--- START ---
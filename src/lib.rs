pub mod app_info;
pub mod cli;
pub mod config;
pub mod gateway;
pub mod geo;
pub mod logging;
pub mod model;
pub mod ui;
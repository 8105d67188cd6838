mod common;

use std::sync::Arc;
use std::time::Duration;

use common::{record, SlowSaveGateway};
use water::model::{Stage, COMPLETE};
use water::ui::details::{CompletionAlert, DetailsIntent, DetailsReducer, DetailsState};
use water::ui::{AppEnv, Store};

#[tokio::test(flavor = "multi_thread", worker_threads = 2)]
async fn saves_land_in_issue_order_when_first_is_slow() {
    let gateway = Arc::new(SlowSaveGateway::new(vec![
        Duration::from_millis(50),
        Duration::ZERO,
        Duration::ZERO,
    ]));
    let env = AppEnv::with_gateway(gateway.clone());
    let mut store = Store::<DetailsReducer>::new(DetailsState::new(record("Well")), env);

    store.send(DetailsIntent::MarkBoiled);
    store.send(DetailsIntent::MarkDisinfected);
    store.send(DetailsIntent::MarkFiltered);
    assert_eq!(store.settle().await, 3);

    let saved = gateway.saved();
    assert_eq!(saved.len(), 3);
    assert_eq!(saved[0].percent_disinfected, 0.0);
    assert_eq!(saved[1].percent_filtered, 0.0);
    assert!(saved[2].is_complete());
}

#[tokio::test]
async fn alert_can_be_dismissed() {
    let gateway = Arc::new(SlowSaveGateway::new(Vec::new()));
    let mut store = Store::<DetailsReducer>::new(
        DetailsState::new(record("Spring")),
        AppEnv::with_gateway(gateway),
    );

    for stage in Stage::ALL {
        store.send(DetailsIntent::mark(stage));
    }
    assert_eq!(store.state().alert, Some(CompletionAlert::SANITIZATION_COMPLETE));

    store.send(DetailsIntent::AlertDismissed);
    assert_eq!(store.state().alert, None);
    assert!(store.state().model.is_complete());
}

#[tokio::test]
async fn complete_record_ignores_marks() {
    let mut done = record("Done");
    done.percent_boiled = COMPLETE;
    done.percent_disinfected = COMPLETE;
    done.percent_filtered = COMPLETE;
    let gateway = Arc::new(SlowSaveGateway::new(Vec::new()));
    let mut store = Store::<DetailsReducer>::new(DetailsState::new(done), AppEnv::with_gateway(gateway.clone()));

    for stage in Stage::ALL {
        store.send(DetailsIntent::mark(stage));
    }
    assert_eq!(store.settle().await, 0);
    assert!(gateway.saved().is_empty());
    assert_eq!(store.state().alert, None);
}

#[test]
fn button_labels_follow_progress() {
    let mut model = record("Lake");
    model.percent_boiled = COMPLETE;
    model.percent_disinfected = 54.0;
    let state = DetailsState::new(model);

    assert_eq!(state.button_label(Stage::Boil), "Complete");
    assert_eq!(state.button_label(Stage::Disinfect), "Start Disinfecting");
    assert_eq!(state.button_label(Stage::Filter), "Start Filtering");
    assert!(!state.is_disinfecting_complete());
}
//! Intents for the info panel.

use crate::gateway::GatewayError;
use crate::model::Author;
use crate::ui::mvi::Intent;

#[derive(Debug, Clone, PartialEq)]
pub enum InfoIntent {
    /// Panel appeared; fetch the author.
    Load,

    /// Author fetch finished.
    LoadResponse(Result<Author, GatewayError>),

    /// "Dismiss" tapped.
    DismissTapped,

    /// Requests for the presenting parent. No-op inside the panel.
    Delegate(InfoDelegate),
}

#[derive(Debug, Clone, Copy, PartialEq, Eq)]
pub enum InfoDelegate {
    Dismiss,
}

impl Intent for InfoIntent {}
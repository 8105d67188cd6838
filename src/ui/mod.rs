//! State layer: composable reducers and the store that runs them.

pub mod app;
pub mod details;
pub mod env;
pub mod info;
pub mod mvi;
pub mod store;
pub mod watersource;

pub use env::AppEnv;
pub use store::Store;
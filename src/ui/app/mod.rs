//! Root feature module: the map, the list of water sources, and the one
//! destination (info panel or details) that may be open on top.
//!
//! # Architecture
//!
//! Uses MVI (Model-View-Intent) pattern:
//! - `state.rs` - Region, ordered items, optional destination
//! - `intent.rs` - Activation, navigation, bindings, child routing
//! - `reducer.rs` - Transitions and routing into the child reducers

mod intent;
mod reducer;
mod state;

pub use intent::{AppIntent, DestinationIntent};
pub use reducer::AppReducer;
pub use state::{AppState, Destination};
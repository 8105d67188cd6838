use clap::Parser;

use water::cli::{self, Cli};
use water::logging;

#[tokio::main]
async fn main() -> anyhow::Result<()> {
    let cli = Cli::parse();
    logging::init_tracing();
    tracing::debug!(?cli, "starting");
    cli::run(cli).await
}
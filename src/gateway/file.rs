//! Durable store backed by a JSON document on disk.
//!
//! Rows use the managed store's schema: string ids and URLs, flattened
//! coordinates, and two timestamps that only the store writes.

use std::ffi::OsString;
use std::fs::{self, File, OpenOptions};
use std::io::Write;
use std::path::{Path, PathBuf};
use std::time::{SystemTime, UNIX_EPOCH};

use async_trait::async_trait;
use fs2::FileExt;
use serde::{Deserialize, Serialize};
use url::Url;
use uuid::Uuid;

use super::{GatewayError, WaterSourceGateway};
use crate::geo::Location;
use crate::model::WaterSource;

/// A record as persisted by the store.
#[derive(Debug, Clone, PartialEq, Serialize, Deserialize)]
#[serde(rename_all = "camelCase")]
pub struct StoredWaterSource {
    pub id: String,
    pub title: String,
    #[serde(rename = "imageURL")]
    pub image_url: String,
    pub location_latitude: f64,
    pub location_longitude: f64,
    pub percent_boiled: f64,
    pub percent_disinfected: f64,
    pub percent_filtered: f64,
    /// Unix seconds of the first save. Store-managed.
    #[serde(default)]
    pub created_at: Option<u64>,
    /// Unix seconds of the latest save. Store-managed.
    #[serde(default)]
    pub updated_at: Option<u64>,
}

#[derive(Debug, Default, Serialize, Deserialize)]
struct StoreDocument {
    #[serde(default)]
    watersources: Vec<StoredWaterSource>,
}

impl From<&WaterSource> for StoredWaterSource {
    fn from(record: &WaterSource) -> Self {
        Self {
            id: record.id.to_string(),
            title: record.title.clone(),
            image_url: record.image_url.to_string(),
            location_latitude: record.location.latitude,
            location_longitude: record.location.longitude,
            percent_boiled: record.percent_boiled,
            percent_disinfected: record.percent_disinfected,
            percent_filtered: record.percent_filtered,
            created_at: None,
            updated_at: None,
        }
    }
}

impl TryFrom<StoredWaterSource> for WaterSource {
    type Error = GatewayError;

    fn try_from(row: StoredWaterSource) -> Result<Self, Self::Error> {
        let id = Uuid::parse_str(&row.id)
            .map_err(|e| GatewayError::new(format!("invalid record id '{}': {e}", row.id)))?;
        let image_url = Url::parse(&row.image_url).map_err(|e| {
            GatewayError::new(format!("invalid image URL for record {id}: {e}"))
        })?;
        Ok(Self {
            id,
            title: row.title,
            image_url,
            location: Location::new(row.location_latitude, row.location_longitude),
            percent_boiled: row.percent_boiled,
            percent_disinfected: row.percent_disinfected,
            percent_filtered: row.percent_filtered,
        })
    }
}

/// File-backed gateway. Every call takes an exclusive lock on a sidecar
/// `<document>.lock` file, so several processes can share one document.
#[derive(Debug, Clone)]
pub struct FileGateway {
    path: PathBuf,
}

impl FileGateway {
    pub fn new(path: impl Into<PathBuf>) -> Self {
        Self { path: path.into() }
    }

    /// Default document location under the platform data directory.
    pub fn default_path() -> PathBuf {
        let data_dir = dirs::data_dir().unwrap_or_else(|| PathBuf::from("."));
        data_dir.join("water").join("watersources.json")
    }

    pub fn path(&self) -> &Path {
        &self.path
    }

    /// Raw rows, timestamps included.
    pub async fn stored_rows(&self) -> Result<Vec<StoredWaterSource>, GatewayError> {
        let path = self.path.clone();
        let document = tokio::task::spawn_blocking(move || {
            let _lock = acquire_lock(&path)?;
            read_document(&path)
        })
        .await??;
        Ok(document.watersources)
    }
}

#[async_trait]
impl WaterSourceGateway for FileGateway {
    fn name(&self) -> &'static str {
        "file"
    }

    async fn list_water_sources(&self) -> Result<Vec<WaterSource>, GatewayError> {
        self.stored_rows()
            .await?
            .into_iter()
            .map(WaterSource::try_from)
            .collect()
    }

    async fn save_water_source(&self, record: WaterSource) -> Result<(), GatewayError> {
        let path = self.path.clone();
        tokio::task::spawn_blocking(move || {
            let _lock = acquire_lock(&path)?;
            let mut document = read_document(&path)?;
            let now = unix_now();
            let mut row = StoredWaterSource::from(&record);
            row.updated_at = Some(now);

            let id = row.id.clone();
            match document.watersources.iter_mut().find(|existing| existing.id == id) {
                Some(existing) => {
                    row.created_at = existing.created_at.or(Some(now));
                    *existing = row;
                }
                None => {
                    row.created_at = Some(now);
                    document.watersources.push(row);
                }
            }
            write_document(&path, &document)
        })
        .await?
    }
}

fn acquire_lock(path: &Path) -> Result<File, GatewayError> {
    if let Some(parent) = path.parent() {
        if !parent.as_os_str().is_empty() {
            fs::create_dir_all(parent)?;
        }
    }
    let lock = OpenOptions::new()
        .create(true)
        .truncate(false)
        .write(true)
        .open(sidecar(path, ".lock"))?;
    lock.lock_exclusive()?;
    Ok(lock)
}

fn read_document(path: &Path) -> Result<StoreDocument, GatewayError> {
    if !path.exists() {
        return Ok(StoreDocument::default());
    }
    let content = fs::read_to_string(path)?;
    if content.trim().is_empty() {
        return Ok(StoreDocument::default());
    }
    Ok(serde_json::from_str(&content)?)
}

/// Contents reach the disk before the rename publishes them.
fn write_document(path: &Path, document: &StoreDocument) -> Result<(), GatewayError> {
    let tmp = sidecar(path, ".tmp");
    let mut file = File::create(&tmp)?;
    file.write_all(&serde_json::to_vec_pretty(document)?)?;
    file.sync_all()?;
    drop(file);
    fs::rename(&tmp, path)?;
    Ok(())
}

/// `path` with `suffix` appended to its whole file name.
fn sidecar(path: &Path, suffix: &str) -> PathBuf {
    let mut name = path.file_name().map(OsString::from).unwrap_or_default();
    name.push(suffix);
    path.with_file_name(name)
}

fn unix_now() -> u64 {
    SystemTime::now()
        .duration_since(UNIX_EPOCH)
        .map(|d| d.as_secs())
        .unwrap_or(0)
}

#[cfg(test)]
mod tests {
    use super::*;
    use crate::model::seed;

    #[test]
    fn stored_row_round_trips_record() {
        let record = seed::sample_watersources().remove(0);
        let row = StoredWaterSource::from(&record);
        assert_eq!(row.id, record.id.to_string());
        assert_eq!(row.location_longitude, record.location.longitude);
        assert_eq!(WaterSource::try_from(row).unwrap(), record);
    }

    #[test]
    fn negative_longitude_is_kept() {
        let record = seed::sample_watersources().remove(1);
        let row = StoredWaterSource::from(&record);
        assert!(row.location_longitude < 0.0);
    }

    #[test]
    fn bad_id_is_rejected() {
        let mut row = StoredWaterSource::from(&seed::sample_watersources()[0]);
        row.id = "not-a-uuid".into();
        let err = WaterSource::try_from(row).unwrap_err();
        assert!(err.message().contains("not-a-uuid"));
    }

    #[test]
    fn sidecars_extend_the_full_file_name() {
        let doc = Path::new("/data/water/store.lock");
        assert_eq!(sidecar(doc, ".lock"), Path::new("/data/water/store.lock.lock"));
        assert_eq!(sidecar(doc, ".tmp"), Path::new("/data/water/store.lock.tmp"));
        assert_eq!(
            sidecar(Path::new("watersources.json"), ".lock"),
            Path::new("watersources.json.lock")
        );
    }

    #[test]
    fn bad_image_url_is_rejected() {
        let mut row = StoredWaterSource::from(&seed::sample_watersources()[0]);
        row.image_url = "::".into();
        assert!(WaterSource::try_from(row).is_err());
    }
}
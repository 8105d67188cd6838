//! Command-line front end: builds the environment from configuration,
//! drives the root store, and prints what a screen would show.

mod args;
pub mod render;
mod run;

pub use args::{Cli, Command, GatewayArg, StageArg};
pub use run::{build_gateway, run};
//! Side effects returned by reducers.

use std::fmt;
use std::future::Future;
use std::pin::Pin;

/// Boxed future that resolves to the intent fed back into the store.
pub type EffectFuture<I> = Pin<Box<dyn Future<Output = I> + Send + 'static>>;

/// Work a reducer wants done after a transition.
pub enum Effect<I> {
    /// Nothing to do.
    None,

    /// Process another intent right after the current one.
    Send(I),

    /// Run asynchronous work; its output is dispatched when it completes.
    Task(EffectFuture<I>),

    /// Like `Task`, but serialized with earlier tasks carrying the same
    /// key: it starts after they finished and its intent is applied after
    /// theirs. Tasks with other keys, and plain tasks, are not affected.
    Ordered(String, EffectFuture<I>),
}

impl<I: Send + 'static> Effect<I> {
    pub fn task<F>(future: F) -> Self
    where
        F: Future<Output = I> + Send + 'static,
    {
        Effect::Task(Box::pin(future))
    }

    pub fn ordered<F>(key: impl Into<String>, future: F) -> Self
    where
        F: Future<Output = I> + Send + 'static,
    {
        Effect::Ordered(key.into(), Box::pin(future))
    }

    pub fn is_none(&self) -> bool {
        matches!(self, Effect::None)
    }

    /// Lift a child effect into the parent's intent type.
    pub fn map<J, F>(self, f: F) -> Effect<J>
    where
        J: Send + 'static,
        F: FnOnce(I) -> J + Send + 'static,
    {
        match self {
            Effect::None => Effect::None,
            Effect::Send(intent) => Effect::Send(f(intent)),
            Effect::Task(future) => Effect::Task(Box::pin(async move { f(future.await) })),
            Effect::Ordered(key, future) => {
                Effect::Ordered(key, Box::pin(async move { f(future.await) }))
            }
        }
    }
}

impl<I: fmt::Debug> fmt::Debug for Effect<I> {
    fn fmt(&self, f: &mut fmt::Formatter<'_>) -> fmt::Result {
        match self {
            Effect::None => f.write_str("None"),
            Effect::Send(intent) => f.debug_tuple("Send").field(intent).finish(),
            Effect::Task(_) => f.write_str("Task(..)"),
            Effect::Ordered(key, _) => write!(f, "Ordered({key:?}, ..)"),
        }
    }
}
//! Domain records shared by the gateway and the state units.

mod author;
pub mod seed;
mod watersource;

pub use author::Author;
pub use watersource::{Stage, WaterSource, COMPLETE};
--- END ---
Go through the data and show each line that holds "OsString".

use std::ffi::OsString;
    let mut name = path.file_name().map(OsString::from).unwrap_or_default();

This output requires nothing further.